▸ **Task description**
Among the entries below, find the lines with "price" and copy them.

▸ **Extracted data entries**
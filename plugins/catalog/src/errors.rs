use std::any::Any;
use std::backtrace::{Backtrace, BacktraceStatus};
use std::error::Error;

use logfield_api::{ConvertError, Converter, Declared, Handler, Recognizer, TypeKey, short_type_name};
use serde_json::Value;

type BoxError = Box<dyn Error + Send + Sync>;

/// Render an error the way it would appear in a crash report.
///
/// Without a captured backtrace this is exactly `"{name}: {error}"`. With one,
/// the trimmed frames come first, then the headline, then one
/// `Caused by: ..` line per source.
pub fn describe(name: &str, error: &(dyn Error + 'static), backtrace: Option<&Backtrace>) -> String {
    let headline = format!("{name}: {error}");
    let Some(trace) = backtrace.filter(|bt| bt.status() == BacktraceStatus::Captured) else {
        return headline;
    };
    let mut out = format!("{}\n{headline}", trace.to_string().trim_end());
    let mut source = error.source();
    while let Some(cause) = source {
        out.push_str(&format!("\nCaused by: {cause}"));
        source = cause.source();
    }
    out
}

fn error_shape() -> Handler {
    Handler::shape(
        "error",
        "error",
        |s| s.as_error().is_some(),
        |subject| {
            let view = subject
                .as_error()
                .ok_or_else(|| ConvertError::mismatch("error", subject.type_name()))?;
            let name = short_type_name(subject.type_name());
            Ok(Value::String(describe(&name, view.error(), view.backtrace())))
        },
    )
}

/// Handler for one concrete error type. Keyed like [`Handler::exact`], but
/// the converter still sees the subject, so an attached backtrace is kept.
fn exact_error<E: Any>(name: &str, label: &'static str, as_error: fn(&E) -> &(dyn Error + 'static)) -> Handler {
    let key = TypeKey::of::<E>();
    let recognizer = Recognizer::new(format!("{name}::recognize"), Declared::Exact(key), |subject| {
        subject.is::<E>()
    });
    let converter = Converter::new(format!("{name}::convert"), Declared::Exact(key), move |subject| {
        let error = subject
            .downcast_ref::<E>()
            .ok_or_else(|| ConvertError::mismatch(key.name(), subject.type_name()))?;
        let backtrace = subject.as_error().and_then(|view| view.backtrace());
        Ok(Value::String(describe(label, as_error(error), backtrace)))
    });
    Handler::from_parts(name, recognizer, converter)
}

fn io_source(err: &std::io::Error) -> &(dyn Error + 'static) {
    err
}

fn boxed_source(err: &BoxError) -> &(dyn Error + 'static) {
    &**err
}

fn anyhow_error(err: &anyhow::Error) -> Value {
    let error: &(dyn Error + 'static) = &**err;
    Value::String(describe("anyhow::Error", error, Some(err.backtrace())))
}

/// Exact error types first, then any subject carrying an error.
pub fn handlers() -> Vec<Handler> {
    vec![
        exact_error::<std::io::Error>("io_error", "io::Error", io_source),
        Handler::exact::<anyhow::Error, _>("anyhow_error", anyhow_error),
        exact_error::<BoxError>("boxed_error", "Error", boxed_source),
        Handler::exact::<Backtrace, _>("backtrace", |bt| Value::String(bt.to_string().trim().to_string())),
        error_shape(),
    ]
}

#[cfg(test)]
mod tests {
    use std::fmt;

    use logfield_api::Subject;
    use serde_json::json;

    use super::*;

    #[derive(Debug)]
    struct Timeout {
        after_ms: u64,
        source: std::io::Error,
    }

    impl fmt::Display for Timeout {
        fn fmt(&self, f: &mut fmt::Formatter<'_>) -> fmt::Result {
            write!(f, "gave up after {}ms", self.after_ms)
        }
    }

    impl Error for Timeout {
        fn source(&self) -> Option<&(dyn Error + 'static)> {
            Some(&self.source)
        }
    }

    fn timeout() -> Timeout {
        Timeout {
            after_ms: 250,
            source: std::io::Error::other("socket closed"),
        }
    }

    #[test]
    fn without_backtrace_is_headline() {
        let err = timeout();
        let value = error_shape().converter().convert(&Subject::error(&err)).unwrap();
        assert_eq!(value, json!("Timeout: gave up after 250ms"));
    }

    #[test]
    fn captured_backtrace_leads_and_causes_follow() {
        let err = timeout();
        let trace = Backtrace::force_capture();
        let text = describe("Timeout", &err, Some(&trace));
        assert!(text.contains("Timeout: gave up after 250ms"));
        if trace.status() == BacktraceStatus::Captured {
            assert!(text.ends_with("Timeout: gave up after 250ms\nCaused by: socket closed"));
            assert!(text.len() > "Timeout: gave up after 250ms".len());
        }
    }

    #[test]
    fn disabled_backtrace_counts_as_none() {
        let err = timeout();
        let trace = Backtrace::disabled();
        assert_eq!(describe("Timeout", &err, Some(&trace)), "Timeout: gave up after 250ms");
    }

    #[test]
    fn exact_error_types() {
        let handlers = handlers();
        let io = std::io::Error::other("disk full");
        let boxed: BoxError = "plain message".into();
        assert_eq!(handlers[0].converter().convert(&Subject::new(&io)).unwrap(), json!("io::Error: disk full"));
        assert_eq!(handlers[2].converter().convert(&Subject::new(&boxed)).unwrap(), json!("Error: plain message"));
    }

    #[test]
    fn exact_error_types_keep_attached_backtrace() {
        let handlers = handlers();
        let io = std::io::Error::other("disk full");
        let trace = Backtrace::force_capture();
        let subject = Subject::error(&io).with_backtrace(&trace);
        assert_eq!(handlers[0].key(), Some(TypeKey::of::<std::io::Error>()));
        let value = handlers[0].converter().convert(&subject).unwrap();
        let text = value.as_str().unwrap();
        assert!(text.ends_with("io::Error: disk full"));
        if trace.status() == BacktraceStatus::Captured {
            assert!(text.lines().count() > 1);
        }
    }

    #[test]
    fn anyhow_keeps_outer_message() {
        let err = anyhow::Error::new(timeout()).context("fetching quotes");
        let text = anyhow_error(&err);
        let text = text.as_str().unwrap();
        assert!(text.contains("anyhow::Error: fetching quotes"));
    }
}
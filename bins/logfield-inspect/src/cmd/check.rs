use std::net::{IpAddr, Ipv4Addr};
use std::path::PathBuf;
use std::time::Duration;

use chrono::{DateTime, TimeZone, Utc};
use logfield_api::Subject;
use logfield_catalog::IpNetwork;
use logfield_engine::{DispatchConfig, Dispatcher};
use rust_decimal::Decimal;
use serde_json::{Map, Value};
use uuid::Uuid;

use crate::cmd::build_registry;
use crate::config::{CheckArgs, InspectConfig};
use crate::error::InspectError;

/// A value no handler knows about.
#[derive(Debug)]
struct Session {
    id: u32,
}

/// Log fields of the kinds a service typically emits.
struct Samples {
    user: String,
    request_id: Uuid,
    started: DateTime<Utc>,
    elapsed: Duration,
    peer: IpAddr,
    subnet: IpNetwork,
    price: Decimal,
    payload: Vec<u8>,
    log_file: PathBuf,
    session: Session,
}

impl Samples {
    fn new() -> Result<Self, InspectError> {
        let peer = IpAddr::V4(Ipv4Addr::new(10, 1, 2, 3));
        Ok(Self {
            user: "ann".to_string(),
            request_id: Uuid::from_u128(0x67e5_5044_10b1_426f_9247_bb68_0e5f_e0c8),
            started: Utc.timestamp_opt(1_700_000_000, 0).single().unwrap_or_default(),
            elapsed: Duration::from_millis(1250),
            peer,
            subnet: IpNetwork::new(peer, 8)?,
            price: Decimal::new(1999, 2),
            payload: b"ping".to_vec(),
            log_file: PathBuf::from("/var/log/app.log"),
            session: Session { id: 7 },
        })
    }

    fn fields(&self) -> Vec<(&'static str, Subject<'_>)> {
        vec![
            ("user", Subject::new(&self.user)),
            ("request_id", Subject::new(&self.request_id)),
            ("started", Subject::new(&self.started)),
            ("elapsed", Subject::new(&self.elapsed)),
            ("peer", Subject::new(&self.peer)),
            ("subnet", Subject::new(&self.subnet)),
            ("price", Subject::new(&self.price)),
            ("payload", Subject::new(&self.payload)),
            ("log_file", Subject::new(&self.log_file)),
            ("session", Subject::new(&self.session)),
        ]
    }
}

fn check(config: &DispatchConfig) -> Result<Map<String, Value>, InspectError> {
    let registry = build_registry(config)?;
    let dispatcher = Dispatcher::with_config(registry, config);
    let samples = Samples::new()?;
    tracing::debug!(session = samples.session.id, "serializing samples");
    Ok(dispatcher.serialize_fields(samples.fields())?)
}

pub fn run(args: CheckArgs) -> Result<(), InspectError> {
    let mut config = InspectConfig::load(&args.config)?.dispatch;
    if args.fallback {
        config.raise_on_unknown = false;
    }
    let fields = check(&config)?;
    tracing::info!(fields = fields.len(), "all sample fields serialized");
    println!("{}", serde_json::to_string_pretty(&Value::Object(fields))?);
    Ok(())
}
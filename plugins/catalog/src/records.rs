use std::any::Any;

use logfield_api::{ConvertError, Handler, Subject};
use serde::Serialize;
use serde_json::Value;

/// Any subject carrying the `record` capability, serialized through serde.
///
/// Structs become field-name mappings. Transparent newtypes over maps
/// surface their contents.
pub fn structural() -> Handler {
    Handler::shape("record", "record", |s| s.has_record(), |subject| {
        match subject.record_json() {
            Some(result) => result.map_err(|e| ConvertError::format(subject.type_name(), e.to_string())),
            None => Err(ConvertError::mismatch("record", subject.type_name())),
        }
    })
}

/// Exact-type handler for a caller's own serializable record type.
pub fn record_type<T: Any + Serialize>() -> Handler {
    let name = std::any::type_name::<T>();
    Handler::try_exact::<T, _>(name, move |v| {
        serde_json::to_value(v).map_err(|e| ConvertError::format(name, e.to_string()))
    })
}
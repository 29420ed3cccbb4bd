use logfield_api::Handler;
use regex::Regex;
use serde_json::{Map, Value, json};

/// Owned result of matching a pattern against a string.
///
/// Offsets are byte offsets into `string`.
#[derive(Debug, Clone, PartialEq, Eq)]
pub struct PatternMatch {
    string: String,
    pattern: String,
    groups: Vec<Option<String>>,
    named: Vec<(String, Option<String>)>,
    start: usize,
    end: usize,
}

impl PatternMatch {
    /// First match of `re` in `haystack`, if any.
    pub fn capture(re: &Regex, haystack: &str) -> Option<Self> {
        let caps = re.captures(haystack)?;
        let whole = caps.get(0)?;
        let text = |i: usize| caps.get(i).map(|m| m.as_str().to_string());
        let groups = (1..caps.len()).map(text).collect();
        let named = re
            .capture_names()
            .enumerate()
            .filter_map(|(i, name)| name.map(|n| (n.to_string(), text(i))))
            .collect();
        Some(Self {
            string: haystack.to_string(),
            pattern: re.as_str().to_string(),
            groups,
            named,
            start: whole.start(),
            end: whole.end(),
        })
    }

    pub fn as_str(&self) -> &str {
        &self.string[self.start..self.end]
    }

    pub fn span(&self) -> (usize, usize) {
        (self.start, self.end)
    }
}

fn match_value(m: &PatternMatch) -> Value {
    let groupdict: Map<String, Value> = m
        .named
        .iter()
        .map(|(name, text)| (name.clone(), json!(text)))
        .collect();
    json!({
        "string": m.string,
        "re": m.pattern,
        "groups": m.groups,
        "groupdict": groupdict,
        "start": m.start,
        "end": m.end,
        "span": [m.start, m.end]
    })
}

pub fn handlers() -> Vec<Handler> {
    vec![
        Handler::exact::<Regex, _>("regex", |re| Value::String(re.as_str().to_string())),
        Handler::exact::<regex::bytes::Regex, _>("bytes_regex", |re| Value::String(re.as_str().to_string())),
        Handler::exact::<PatternMatch, _>("pattern_match", match_value),
    ]
}
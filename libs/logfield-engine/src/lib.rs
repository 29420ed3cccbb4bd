pub mod config;
pub mod dispatch;
pub mod error;
pub mod fallback;
pub mod registry;
pub mod validate;

pub use config::{DispatchConfig, DuplicatePolicy};
pub use dispatch::{Dispatcher, OnUnknown};
pub use error::DispatchError;
pub use fallback::{FAILED_TO_ENCODE, unknown_default};
pub use registry::{HandlerInfo, Partition, Registry, RegistryBuilder};
pub use validate::{ValidationCache, validate};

▸ **Task solution**
    price: Decimal,
            price: Decimal::new(1999, 2),
            ("price", Subject::new(&self.price)),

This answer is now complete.